- [DATASET]:

--- START ---

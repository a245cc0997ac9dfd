//! Embedding providers
//!
//! - [`OpenAIEmbedder`] calls an OpenAI-compatible `/embeddings` endpoint
//! - [`HashEmbedder`] hashes lexical tokens into a fixed-width vector, for
//!   offline runs and tests

use std::time::Duration;

use async_trait::async_trait;
use reqwest::Client;
use serde::{Deserialize, Serialize};

use medirag_config::constants::{embedding, endpoints, timeouts};
use medirag_core::{EmbeddingProvider, Result};

use crate::tokenizer::Tokenizer;
use crate::RagError;

/// OpenAI embedding configuration
#[derive(Debug, Clone)]
pub struct OpenAIEmbeddingConfig {
    /// Base URL, e.g. `https://api.openai.com/v1`
    pub endpoint: String,
    pub api_key: String,
    pub model: String,
    /// Expected vector width; responses of another width are rejected
    pub dimension: usize,
    pub timeout: Duration,
}

impl Default for OpenAIEmbeddingConfig {
    fn default() -> Self {
        Self {
            endpoint: endpoints::OPENAI_DEFAULT.to_string(),
            api_key: String::new(),
            model: embedding::MODEL.to_string(),
            dimension: embedding::DIMENSION,
            timeout: Duration::from_millis(timeouts::EMBEDDING_MS),
        }
    }
}

#[derive(Debug, Serialize)]
struct EmbeddingRequest<'a> {
    model: &'a str,
    input: &'a [String],
}

#[derive(Debug, Deserialize)]
struct EmbeddingResponse {
    data: Vec<EmbeddingData>,
}

#[derive(Debug, Deserialize)]
struct EmbeddingData {
    embedding: Vec<f32>,
    #[serde(default)]
    index: usize,
}

/// OpenAI-compatible embedder
pub struct OpenAIEmbedder {
    client: Client,
    config: OpenAIEmbeddingConfig,
}

impl OpenAIEmbedder {
    pub fn new(config: OpenAIEmbeddingConfig) -> std::result::Result<Self, RagError> {
        if config.api_key.is_empty() && !config.endpoint.contains("localhost") {
            return Err(RagError::Configuration(
                "Embedding API key is required for remote endpoints".to_string(),
            ));
        }

        let client = Client::builder()
            .timeout(config.timeout)
            .build()
            .map_err(|e| RagError::Configuration(e.to_string()))?;

        Ok(Self { client, config })
    }

    fn embeddings_url(&self) -> String {
        format!("{}/embeddings", self.config.endpoint.trim_end_matches('/'))
    }

    async fn request(&self, texts: &[String]) -> std::result::Result<Vec<Vec<f32>>, RagError> {
        if texts.is_empty() {
            return Ok(Vec::new());
        }

        let body = EmbeddingRequest {
            model: &self.config.model,
            input: texts,
        };

        let mut request = self.client.post(self.embeddings_url()).json(&body);
        if !self.config.api_key.is_empty() {
            request = request.bearer_auth(&self.config.api_key);
        }

        let response = request
            .send()
            .await
            .map_err(|e| RagError::Embedding(format!("Request failed: {}", e)))?;

        if !response.status().is_success() {
            let status = response.status();
            let text = response.text().await.unwrap_or_default();
            return Err(RagError::Embedding(format!(
                "Embedding request failed: {} - {}",
                status, text
            )));
        }

        let mut parsed: EmbeddingResponse = response
            .json()
            .await
            .map_err(|e| RagError::Embedding(format!("Failed to parse response: {}", e)))?;

        if parsed.data.len() != texts.len() {
            return Err(RagError::Embedding(format!(
                "Expected {} embeddings, got {}",
                texts.len(),
                parsed.data.len()
            )));
        }

        parsed.data.sort_by_key(|d| d.index);

        let mut vectors = Vec::with_capacity(parsed.data.len());
        for data in parsed.data {
            if data.embedding.len() != self.config.dimension {
                return Err(RagError::DimensionMismatch {
                    expected: self.config.dimension,
                    actual: data.embedding.len(),
                });
            }
            vectors.push(data.embedding);
        }
        Ok(vectors)
    }
}

#[async_trait]
impl EmbeddingProvider for OpenAIEmbedder {
    async fn embed(&self, text: &str) -> Result<Vec<f32>> {
        let mut vectors = self.request(&[text.to_string()]).await?;
        vectors
            .pop()
            .ok_or_else(|| RagError::Embedding("No embedding returned".to_string()).into())
    }

    async fn embed_batch(&self, texts: &[String]) -> Result<Vec<Vec<f32>>> {
        Ok(self.request(texts).await?)
    }

    fn dimension(&self) -> usize {
        self.config.dimension
    }

    fn name(&self) -> &str {
        &self.config.model
    }
}

/// Deterministic feature-hashing embedder
///
/// Each lexical token is hashed into one of `dimension` buckets with a signed
/// weight and the result is L2-normalized. Texts sharing tokens get a positive
/// cosine, which is enough to exercise the dense channel without a model.
pub struct HashEmbedder {
    dimension: usize,
    tokenizer: Tokenizer,
}

impl HashEmbedder {
    pub fn new(dimension: usize) -> Self {
        Self {
            dimension: dimension.max(1),
            tokenizer: Tokenizer::default(),
        }
    }

    /// Synchronous embedding, used by both trait methods
    pub fn embed_sync(&self, text: &str) -> Vec<f32> {
        let mut vector = vec![0.0f32; self.dimension];

        for token in self.tokenizer.tokenize(text) {
            let hash = fnv1a(token.as_bytes());
            let bucket = (hash % self.dimension as u64) as usize;
            let sign = if (hash >> 63) & 1 == 0 { 1.0 } else { -1.0 };
            vector[bucket] += sign;
        }

        let norm = vector.iter().map(|v| v * v).sum::<f32>().sqrt();
        if norm > 0.0 {
            for v in vector.iter_mut() {
                *v /= norm;
            }
        }
        vector
    }
}

fn fnv1a(bytes: &[u8]) -> u64 {
    const OFFSET: u64 = 0xcbf2_9ce4_8422_2325;
    const PRIME: u64 = 0x0000_0100_0000_01b3;

    bytes.iter().fold(OFFSET, |hash, &b| (hash ^ b as u64).wrapping_mul(PRIME))
}

#[async_trait]
impl EmbeddingProvider for HashEmbedder {
    async fn embed(&self, text: &str) -> Result<Vec<f32>> {
        Ok(self.embed_sync(text))
    }

    async fn embed_batch(&self, texts: &[String]) -> Result<Vec<Vec<f32>>> {
        Ok(texts.iter().map(|t| self.embed_sync(t)).collect())
    }

    fn dimension(&self) -> usize {
        self.dimension
    }

    fn name(&self) -> &str {
        "hash"
    }
}

#[cfg(test)]
mod tests {
    use super::*;
    use crate::vector_store::cosine_similarity;
    use wiremock::matchers::{header, method, path};
    use wiremock::{Mock, MockServer, ResponseTemplate};

    fn config(endpoint: String, dimension: usize) -> OpenAIEmbeddingConfig {
        OpenAIEmbeddingConfig {
            endpoint,
            api_key: "test-key".to_string(),
            dimension,
            ..Default::default()
        }
    }

    #[test]
    fn test_remote_endpoint_requires_key() {
        let result = OpenAIEmbedder::new(OpenAIEmbeddingConfig::default());
        assert!(matches!(result, Err(RagError::Configuration(_))));
    }

    #[tokio::test]
    async fn test_openai_batch_preserves_order() {
        let server = MockServer::start().await;
        Mock::given(method("POST"))
            .and(path("/embeddings"))
            .and(header("authorization", "Bearer test-key"))
            .respond_with(ResponseTemplate::new(200).set_body_json(serde_json::json!({
                "data": [
                    {"embedding": [0.0, 1.0, 0.0], "index": 1},
                    {"embedding": [1.0, 0.0, 0.0], "index": 0}
                ]
            })))
            .mount(&server)
            .await;

        let embedder = OpenAIEmbedder::new(config(server.uri(), 3)).unwrap();
        let vectors = embedder
            .embed_batch(&["a".to_string(), "b".to_string()])
            .await
            .unwrap();
        assert_eq!(vectors[0], vec![1.0, 0.0, 0.0]);
        assert_eq!(vectors[1], vec![0.0, 1.0, 0.0]);
    }

    #[tokio::test]
    async fn test_openai_dimension_mismatch_is_configuration_error() {
        let server = MockServer::start().await;
        Mock::given(method("POST"))
            .and(path("/embeddings"))
            .respond_with(ResponseTemplate::new(200).set_body_json(serde_json::json!({
                "data": [{"embedding": [1.0, 0.0], "index": 0}]
            })))
            .mount(&server)
            .await;

        let embedder = OpenAIEmbedder::new(config(server.uri(), 3)).unwrap();
        let err = embedder.embed("두통").await.unwrap_err();
        assert!(matches!(err, medirag_core::Error::Configuration(_)));
    }

    #[tokio::test]
    async fn test_openai_unauthorized_is_provider_error() {
        let server = MockServer::start().await;
        Mock::given(method("POST"))
            .and(path("/embeddings"))
            .respond_with(ResponseTemplate::new(401).set_body_string("invalid key"))
            .mount(&server)
            .await;

        let embedder = OpenAIEmbedder::new(config(server.uri(), 3)).unwrap();
        let err = embedder.embed("두통").await.unwrap_err();
        assert!(matches!(err, medirag_core::Error::Provider { .. }));
    }

    #[tokio::test]
    async fn test_hash_embedder_is_deterministic_and_normalized() {
        let embedder = HashEmbedder::new(64);
        let a = embedder.embed("두통 진통제").await.unwrap();
        let b = embedder.embed("두통 진통제").await.unwrap();
        assert_eq!(a, b);
        assert_eq!(a.len(), 64);
        let norm = a.iter().map(|v| v * v).sum::<f32>().sqrt();
        assert!((norm - 1.0).abs() < 1e-5);
    }

    #[test]
    fn test_hash_embedder_related_texts_are_closer() {
        let embedder = HashEmbedder::new(256);
        let query = embedder.embed_sync("두통");
        let related = embedder.embed_sync("두통 진통제");
        let unrelated = embedder.embed_sync("소화제 위장약");
        assert!(cosine_similarity(&query, &related) > cosine_similarity(&query, &unrelated));
    }

    #[test]
    fn test_hash_embedder_empty_text_is_zero_vector() {
        let embedder = HashEmbedder::new(8);
        assert!(embedder.embed_sync("?!").iter().all(|v| *v == 0.0));
    }
}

--- END ---

- [TASK BRIEF]:
Every line from the line containing "let body = EmbeddingRequest" through the line containing "let status = response.status();" in the records above must be retyped exactly. Leave out the rest.

- [RESPONSE]:
        let body = EmbeddingRequest {
            model: &self.config.model,
            input: texts,
        };

        let mut request = self.client.post(self.embeddings_url()).json(&body);
        if !self.config.api_key.is_empty() {
            request = request.bearer_auth(&self.config.api_key);
        }

        let response = request
            .send()
            .await
            .map_err(|e| RagError::Embedding(format!("Request failed: {}", e)))?;

        if !response.status().is_success() {
            let status = response.status();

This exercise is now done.